Bargali_2025_Int.J.Biol.Macromol_313_144221

This study aimed to develop Artemisia annua oil-loaded chitosan nanoparticles (AANPs) and evaluate their efficacy as bio-nematicide against M. incognita. The direct application of essential oils is limited by poor stability, volatility, and low water solubility. Nanoencapsulation improves their stability and bioavailability. AANPs were synthesized via ionic gelation, achieving 50 % Encapsulation efficiency and 25 % Loading capacity. DLS, SEM-EDX, FTIR, and XRD characterized spherical nanoparticles (90.34 nm) and successful encapsulation. TGA/DTG indicated improved thermal stability.

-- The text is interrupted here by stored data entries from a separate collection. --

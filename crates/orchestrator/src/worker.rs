//! The worker loop: one session, one candidate sequence, one summary.

use std::sync::Arc;

use apply_gate::{VerificationEngine, VerificationResult, VerifyError};
use apply_ledger::{ApplicationRecord, ApplicationStatus, Ledger, UpsertOutcome};
use apply_locator::{ElementLocator, Intent};
use applypilot_core_types::{DedupKey, JobCandidate, WorkerId};
use browser_adapter::Session;
use rand::Rng;
use tokio::time::{sleep, Duration};
use tokio_util::sync::CancellationToken;
use tool_interact::{Action, InteractError, InteractionExecutor, InteractionOutcome};
use tracing::{debug, info, warn};

use crate::errors::WorkerError;
use crate::model::{FailReason, JobOutcome, RunSummary, WorkerConfig};
use crate::ports::{CapturePhase, EvidenceCapture, OperatorDecision, OperatorGate};

enum StepResult {
    Done(JobOutcome),
    OperatorAbort,
}

/// One orchestrator worker.
///
/// Owns its session exclusively; the ledger is the only resource shared with
/// other workers. The loop is partial-failure tolerant: every recoverable
/// problem becomes a ledger entry plus a log line, and only a dead browser
/// aborts the run.
pub struct Worker {
    id: WorkerId,
    session: Session,
    locator: ElementLocator,
    executor: InteractionExecutor,
    verifier: VerificationEngine,
    ledger: Arc<Ledger>,
    config: WorkerConfig,
    cancel: CancellationToken,
    evidence: Option<Arc<dyn EvidenceCapture>>,
    operator: Option<Arc<dyn OperatorGate>>,
}

impl Worker {
    pub fn new(
        session: Session,
        locator: ElementLocator,
        executor: InteractionExecutor,
        verifier: VerificationEngine,
        ledger: Arc<Ledger>,
        config: WorkerConfig,
    ) -> Self {
        Self {
            id: WorkerId::new(),
            session,
            locator,
            executor,
            verifier,
            ledger,
            config,
            cancel: CancellationToken::new(),
            evidence: None,
            operator: None,
        }
    }

    pub fn with_cancel(mut self, cancel: CancellationToken) -> Self {
        self.cancel = cancel;
        self
    }

    pub fn with_evidence(mut self, evidence: Arc<dyn EvidenceCapture>) -> Self {
        self.evidence = Some(evidence);
        self
    }

    pub fn with_operator(mut self, operator: Arc<dyn OperatorGate>) -> Self {
        self.operator = Some(operator);
        self
    }

    pub fn id(&self) -> &WorkerId {
        &self.id
    }

    /// Process the supplied candidates in order.
    ///
    /// Cancellation is honored only between candidates; an in-flight
    /// interaction is never interrupted. Returns the final counts, or
    /// [`WorkerError::SessionCrashed`] carrying the counts so far.
    pub async fn run(
        &self,
        jobs: impl IntoIterator<Item = JobCandidate>,
    ) -> Result<RunSummary, WorkerError> {
        let mut summary = RunSummary::default();

        for job in jobs {
            if self.cancel.is_cancelled() {
                info!(worker = %self.id, "cancelled, stopping before next candidate");
                break;
            }
            if let Some(target) = self.config.success_target {
                if summary.confirmed >= target {
                    info!(worker = %self.id, target, "success target reached");
                    break;
                }
            }

            let key = DedupKey::derive(&job);
            match self.ledger.exists(&key).await {
                Ok(true) => {
                    debug!(key = %key, "duplicate, skipping");
                    summary.absorb(&JobOutcome::SkippedDuplicate);
                    continue;
                }
                Ok(false) => {}
                Err(err) => {
                    warn!("duplicate pre-check failed: {}", err);
                    summary.attempted += 1;
                    summary.absorb(&JobOutcome::Failed(FailReason::Ledger(err.to_string())));
                    continue;
                }
            }

            summary.attempted += 1;
            match self.process_one(&job).await {
                Ok(StepResult::Done(outcome)) => {
                    info!(worker = %self.id, job = %job.url, outcome = ?outcome, "job finished");
                    summary.absorb(&outcome);
                }
                Ok(StepResult::OperatorAbort) => {
                    info!(worker = %self.id, "operator aborted the run");
                    break;
                }
                Err(reason) => {
                    return Err(WorkerError::SessionCrashed { reason, summary });
                }
            }

            self.pace().await;
        }

        info!(worker = %self.id, %summary, "run finished");
        Ok(summary)
    }

    /// Attempt one job. `Err` carries a crash reason; everything else is a
    /// typed outcome.
    async fn process_one(&self, job: &JobCandidate) -> Result<StepResult, String> {
        let pending = ApplicationRecord::pending(job, self.session.id());
        if let Err(err) = self.ledger.record_pending(&pending).await {
            warn!("could not record pending row: {}", err);
            return Ok(StepResult::Done(JobOutcome::Failed(FailReason::Ledger(
                err.to_string(),
            ))));
        }

        if self.config.require_operator_ack {
            if let Some(gate) = &self.operator {
                match gate.await_confirmation(job).await {
                    OperatorDecision::Proceed => {}
                    OperatorDecision::Skip => {
                        return self
                            .record_failure(pending, FailReason::OperatorSkipped, None)
                            .await;
                    }
                    OperatorDecision::Abort => return Ok(StepResult::OperatorAbort),
                }
            }
        }

        if let Err(err) = self.session.navigate(&job.url).await {
            if err.is_crash() {
                return Err(err.to_string());
            }
            return self
                .record_failure(pending, FailReason::PageUnavailable(err.to_string()), None)
                .await;
        }

        let candidates = match self.locator.locate(&self.session, &Intent::submit_control()).await
        {
            Ok(candidates) => candidates,
            Err(err) => return Err(err.to_string()),
        };
        let best = match candidates.first() {
            Some(best) => best,
            None => {
                return self
                    .record_failure(pending, FailReason::LocatorNotFound, None)
                    .await;
            }
        };

        let baseline = match self.verifier.baseline(&self.session).await {
            Ok(baseline) => baseline,
            Err(VerifyError::SessionCrashed(reason)) => return Err(reason),
            Err(VerifyError::Baseline(detail)) => {
                return self
                    .record_failure(pending, FailReason::PageUnavailable(detail), None)
                    .await;
            }
        };

        let mut evidence_path = self.capture(CapturePhase::BeforeInteraction).await;

        let dispatched = self
            .executor
            .interact(&self.session, best, &Action::Click)
            .await
            .map_err(|err| match err {
                InteractError::SessionCrashed(reason) => reason,
            })?;
        if let Some(path) = self.capture(CapturePhase::AfterInteraction).await {
            evidence_path = Some(path);
        }

        if let InteractionOutcome::Exhausted { attempts } = dispatched {
            debug!(attempts, "interaction exhausted");
            return self
                .record_failure(pending, FailReason::InteractionExhausted, evidence_path)
                .await;
        }

        let verdict = match self.verifier.evaluate(&self.session, &baseline).await {
            Ok(verdict) => verdict,
            Err(VerifyError::SessionCrashed(reason)) => return Err(reason),
            Err(VerifyError::Baseline(detail)) => {
                warn!("unexpected baseline failure during evaluate: {}", detail);
                VerificationResult::Inconclusive
            }
        };
        if let Some(path) = self.capture(CapturePhase::AfterVerification).await {
            evidence_path = Some(path);
        }

        match verdict {
            VerificationResult::Confirmed(evidence) => {
                let mut record = pending
                    .finish(ApplicationStatus::Applied)
                    .with_confirmation(evidence.value);
                if let Some(path) = evidence_path {
                    record = record.with_evidence_path(path);
                }
                match self.ledger.upsert(&record).await {
                    Ok(UpsertOutcome::Applied) => Ok(StepResult::Done(JobOutcome::Applied)),
                    Ok(UpsertOutcome::Duplicate) => Ok(StepResult::Done(JobOutcome::LostRace)),
                    Err(err) => Ok(StepResult::Done(JobOutcome::Failed(FailReason::Ledger(
                        err.to_string(),
                    )))),
                }
            }
            VerificationResult::Rejected { reason } => {
                self.record_failure(pending, FailReason::Rejected(reason), evidence_path)
                    .await
            }
            // Never guessed as success.
            VerificationResult::Inconclusive => {
                self.record_failure(pending, FailReason::Inconclusive, evidence_path)
                    .await
            }
        }
    }

    async fn record_failure(
        &self,
        pending: ApplicationRecord,
        reason: FailReason,
        evidence_path: Option<String>,
    ) -> Result<StepResult, String> {
        let mut record = pending
            .finish(ApplicationStatus::Failed)
            .with_confirmation(reason.message());
        if let Some(path) = evidence_path {
            record = record.with_evidence_path(path);
        }
        match self.ledger.upsert(&record).await {
            Ok(UpsertOutcome::Applied) => Ok(StepResult::Done(JobOutcome::Failed(reason))),
            Ok(UpsertOutcome::Duplicate) => Ok(StepResult::Done(JobOutcome::LostRace)),
            Err(err) => {
                warn!("failure record not persisted: {}", err);
                Ok(StepResult::Done(JobOutcome::Failed(FailReason::Ledger(
                    err.to_string(),
                ))))
            }
        }
    }

    async fn capture(&self, phase: CapturePhase) -> Option<String> {
        match &self.evidence {
            Some(capture) => capture.capture(self.session.id(), phase).await,
            None => None,
        }
    }

    /// Jittered inter-candidate delay, for pacing and throttle avoidance.
    async fn pace(&self) {
        let min = self.config.min_delay_ms;
        let max = self.config.max_delay_ms.max(min);
        if max == 0 {
            return;
        }
        let delay = rand::thread_rng().gen_range(min..=max);
        sleep(Duration::from_millis(delay)).await;
    }

    /// Tear down the owned session. Call when the run is over or after a
    /// crash, before restarting with a fresh session.
    pub fn teardown(self) {
        self.session.teardown();
    }
}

Phytochemical analysis of AAO identified (E)-beta-Farnesene (12.09 %), Germacrene D (11.68 %), and Camphor (11.66 %) as main constituents. In vitro release studies demonstrated that 67.4 % of the oil was released in acidic conditions within 48 h. AANPs inhibited egg hatching by 61.47 % and 71.56 % at 3000 microg/mL and 5000 microg/mL doses respectively. Larvicidal activity of AANPs reached 88.67 % at 5000 microg/mL, compared to 100 % mortality by commercial nematicide Nimitz. AChE inhibition assay yielded an IC50 of 1.844 microg/mL for AANPs compared to Physostigmine. Molecular docking revealed Germacrene D as a key inhibitor, with a docking score of -6.8 kcal/mol. AANPs showed improved nematicidal and AChE-inhibition. This study demonstrates that nanoencapsulation enhances the stability, efficacy, and controlled release of AAO, offering a promising eco-friendly alternative for nematode management.